Sturing van de projecten
De VU-brede programma’s en projecten vallen onder de verantwoordelijkheid van vijf stuurgroepen. De sturing van het gehele portfolio aan projecten valt onder de verantwoordelijkheid van een werkgroep die namens het Overleg van Portefeuillehouders Onderwijs de algehele voortgang van het centrale deel van het plan bewaakt (werkgroep onderwijsprojecten VU). De leden van deze werkgroep hebben ook zitting in de stuurgroepen (1 lid per stuurgroep).
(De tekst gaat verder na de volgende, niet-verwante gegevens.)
use javelin_ast::{
    TypeTag,
    builder::TreeBuilder,
    nodes::{Tag, Tree, TreeKind},
    position::{self, EndPosTable, LineMap, Pos},
    scanner::{self, TreeScanner},
};

/// An empty block whose closing brace is at `end`.
fn block_ending_at(make: &mut TreeBuilder, start: u32, end: u32) -> Tree {
    let mut block = make.at_offset(start).block(0, Vec::new());
    if let TreeKind::Block(node) = &mut block.kind {
        node.endpos = Pos::new(end);
    }
    block
}

fn catch_ending_at(make: &mut TreeBuilder, start: u32, end: u32) -> Tree {
    let int = make.at_offset(start + 7).name("E");
    let mods = make.at(Pos::NOPOS).modifiers_flags(0);
    let name = make.intern("e");
    let param = make.at_offset(start + 9).var_def(mods, name, Some(int), None);
    let body = block_ending_at(make, start + 12, end);
    make.at_offset(start).catch(param, body)
}

#[test]
fn test_binary_expression_spans_its_operands() {
    // 1 + 2
    let mut make = TreeBuilder::new();
    let one = make.at_offset(0).literal(1);
    let two = make.at_offset(4).literal(2);
    let mut table = EndPosTable::new();
    table.store_end(&one, Pos::new(1));
    table.store_end(&two, Pos::new(5));
    let sum = make.at_offset(2).binary(Tag::Plus, one, two);

    assert_eq!(sum.start_pos(), Pos::new(0));
    assert_eq!(sum.pos, Pos::new(2));
    assert_eq!(sum.end_pos(Some(&table)), Pos::new(5));
    // no table: the anchor is the best structural guess
    assert_eq!(sum.end_pos(None), Pos::new(2));

    let diag = sum.diagnostic_position(Some(&table));
    assert_eq!(diag.start, Pos::new(0));
    assert_eq!(diag.preferred, Pos::new(2));
    assert_eq!(diag.end, Pos::new(5));
}

#[test]
fn test_recorded_end_wins_over_children() {
    let mut make = TreeBuilder::new();
    let a = make.at_offset(0).name("a");
    let b = make.at_offset(4).name("b");
    let mut table = EndPosTable::new();
    table.store_end(&b, Pos::new(5));
    let sum = make.at_offset(2).binary(Tag::Plus, a, b);
    table.store_end(&sum, Pos::new(7));
    assert_eq!(position::end_pos(&sum, Some(&table)), Pos::new(7));
}

#[test]
fn test_try_end_falls_back_through_finalizer_catch_and_body() {
    let mut make = TreeBuilder::new();

    let body = block_ending_at(&mut make, 4, 10);
    let catcher = catch_ending_at(&mut make, 11, 20);
    let finalizer = block_ending_at(&mut make, 29, 30);
    let with_finally = make.at_offset(0).try_(Vec::new(), body, vec![catcher], Some(finalizer));
    assert_eq!(with_finally.end_pos(None), Pos::new(30));
    assert_eq!(with_finally.end_pos(Some(&EndPosTable::new())), Pos::new(30));

    let body = block_ending_at(&mut make, 4, 10);
    let catcher = catch_ending_at(&mut make, 11, 20);
    let with_catch = make.at_offset(0).try_(Vec::new(), body, vec![catcher], None);
    assert_eq!(with_catch.end_pos(None), Pos::new(20));
    assert_eq!(with_catch.end_pos(Some(&EndPosTable::new())), Pos::new(20));

    let body = block_ending_at(&mut make, 4, 10);
    let bare = make.at_offset(0).try_(Vec::new(), body, Vec::new(), None);
    assert_eq!(bare.end_pos(None), Pos::new(10));
}

#[test]
fn test_try_without_finalizer_ends_where_its_last_catch_ends() {
    let mut make = TreeBuilder::new();
    let body = block_ending_at(&mut make, 4, 10);
    let first = catch_ending_at(&mut make, 11, 20);
    let last = catch_ending_at(&mut make, 21, 35);
    let stat = make.at_offset(0).try_(Vec::new(), body, vec![first, last], None);
    let TreeKind::Try(node) = &stat.kind else {
        panic!("expected a try statement");
    };
    let last = &node.catchers[1];

    assert_eq!(stat.end_pos(None), last.end_pos(None));
    assert_eq!(last.end_pos(None), Pos::new(35));

    let mut table = EndPosTable::new();
    table.store_end(last, Pos::new(36));
    assert_eq!(stat.end_pos(Some(&table)), last.end_pos(Some(&table)));
    assert_eq!(stat.end_pos(Some(&table)), Pos::new(36));
}

#[test]
fn test_synchronized_ends_with_its_body() {
    let mut make = TreeBuilder::new();
    let lock = make.at_offset(13).name("lock");
    let body = block_ending_at(&mut make, 19, 40);
    let sync = make.at_offset(0).synchronized(lock, body);
    assert_eq!(sync.end_pos(None), Pos::new(40));
}

#[test]
fn test_if_ends_with_else_branch() {
    let mut make = TreeBuilder::new();
    let cond = make.at_offset(4).name("c");
    let thenpart = block_ending_at(&mut make, 7, 9);
    let elsepart = block_ending_at(&mut make, 15, 17);
    let stat = make.at_offset(0).if_(cond, thenpart, Some(elsepart));
    let table = EndPosTable::new();
    assert_eq!(stat.end_pos(Some(&table)), Pos::new(17));
}

#[test]
fn test_replace_tree_moves_the_recorded_end() {
    let mut make = TreeBuilder::new();
    let old = make.at_offset(3).name("a");
    let new = make.at_offset(3).name("b");
    let mut table = EndPosTable::new();
    table.store_end(&old, Pos::new(9));

    assert_eq!(table.replace_tree(&old, &new), Pos::new(9));
    assert_eq!(table.get_end_pos(&old), Pos::NOPOS);
    assert_eq!(table.get_end_pos(&new), Pos::new(9));
    assert_eq!(table.replace_tree(&old, &new), Pos::NOPOS);
    assert_eq!(table.len(), 1);
}

#[test]
fn test_nopos_end_is_not_recorded() {
    let mut make = TreeBuilder::new();
    let a = make.at_offset(0).name("a");
    let mut table = EndPosTable::new();
    table.store_end(&a, Pos::NOPOS);
    assert!(table.is_empty());
}

#[test]
fn test_variable_starts_at_its_type_without_modifiers() {
    // int x = 1
    let mut make = TreeBuilder::new();
    let mods = make.at(Pos::NOPOS).modifiers_flags(0);
    let int = make.at_offset(0).type_ident(TypeTag::Int);
    let one = make.at_offset(8).literal(1);
    let name = make.intern("x");
    let var = make.at_offset(4).var_def(mods, name, Some(int), Some(one));
    assert_eq!(var.start_pos(), Pos::new(0));
    assert_eq!(var.pos, Pos::new(4));
}

#[test]
fn test_selection_and_call_start_at_the_qualifier() {
    // a.b(c)
    let mut make = TreeBuilder::new();
    let a = make.at_offset(0).name("a");
    let b = make.intern("b");
    let select = make.at_offset(1).select(a, b);
    let c = make.at_offset(4).name("c");
    let call = make.at_offset(3).app(select, vec![c]);
    assert_eq!(call.start_pos(), Pos::new(0));

    // i++
    let i = make.at_offset(10).name("i");
    let inc = make.at_offset(11).unary(Tag::PostInc, i);
    assert_eq!(inc.start_pos(), Pos::new(10));

    // -i
    let i = make.at_offset(21).name("i");
    let neg = make.at_offset(20).unary(Tag::Neg, i);
    assert_eq!(neg.start_pos(), Pos::new(20));
}

struct CheckOrdered<'t> {
    table: &'t EndPosTable,
    checked: usize,
}

impl TreeScanner for CheckOrdered<'_> {
    fn scan(&mut self, tree: &Tree) {
        let start = tree.start_pos();
        let end = tree.end_pos(Some(self.table));
        if let (Some(start), Some(end)) = (start.offset(), end.offset()) {
            assert!(start <= end, "{} starts at {start} after its end {end}", tree.kind.kind_name());
            self.checked += 1;
        }
        scanner::walk_children(self, tree);
    }
}

#[test]
fn test_start_never_exceeds_end() {
    // x = a[i] * -b + c ? d : e;
    let mut make = TreeBuilder::new();
    let mut table = EndPosTable::new();
    let x = make.at_offset(0).name("x");
    table.store_end(&x, Pos::new(1));
    let a = make.at_offset(4).name("a");
    table.store_end(&a, Pos::new(5));
    let i = make.at_offset(6).name("i");
    table.store_end(&i, Pos::new(7));
    let indexed = make.at_offset(5).indexed(a, i);
    table.store_end(&indexed, Pos::new(8));
    let b = make.at_offset(12).name("b");
    table.store_end(&b, Pos::new(13));
    let neg = make.at_offset(11).unary(Tag::Neg, b);
    let product = make.at_offset(9).binary(Tag::Mul, indexed, neg);
    let c = make.at_offset(16).name("c");
    table.store_end(&c, Pos::new(17));
    let sum = make.at_offset(14).binary(Tag::Plus, product, c);
    let d = make.at_offset(20).name("d");
    table.store_end(&d, Pos::new(21));
    let e = make.at_offset(24).name("e");
    table.store_end(&e, Pos::new(25));
    let cond = make.at_offset(18).conditional(sum, d, e);
    let assign = make.at_offset(2).assign(x, cond);
    table.store_end(&assign, Pos::new(25));
    let stat = make.at_offset(0).exec(assign);
    table.store_end(&stat, Pos::new(26));

    let mut check = CheckOrdered {
        table: &table,
        checked: 0,
    };
    check.scan(&stat);
    assert_eq!(check.checked, 14);
}

#[test]
fn test_line_map_reports_lines_and_columns() {
    let source = "class A {\n    int x;\n}\n";
    let map = LineMap::new(source);
    let field = source.find("int").unwrap();
    let pos = Pos::new(u32::try_from(field).unwrap());
    assert_eq!(map.line_number(pos), Some(2));
    assert_eq!(map.column_number(pos), Some(5));
    assert_eq!(map.start_position(3), Some(Pos::new(21)));
}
De studentmedezeggenschap is ook standaard vertegenwoordigd in elke stuurgroep.
De sturing middels de stuurgroepen en werkgroep onderwijsprojecten loopt goed, de projecten kunnen goed gevolgd worden.
In het bestuurlijk overleg in het najaar van 2023 is op basis van de periodieke financiële rapportage de uitputting van de studievoorschotmiddelen scherp in de gaten gehouden en eventuele onderbesteding en herallocatie besproken indien daar aanleiding toe was.
De afgelopen periode is ingezet op beter financieel inzicht in de onderwijsprojecten. De juiste prognoses en realisaties worden steeds relevanter omdat we als uitgangspunt hanteren dat de studievoorschotmiddelen uit ons Kwaliteitsplan uiterlijk 2024 uitgegeven moeten zijn.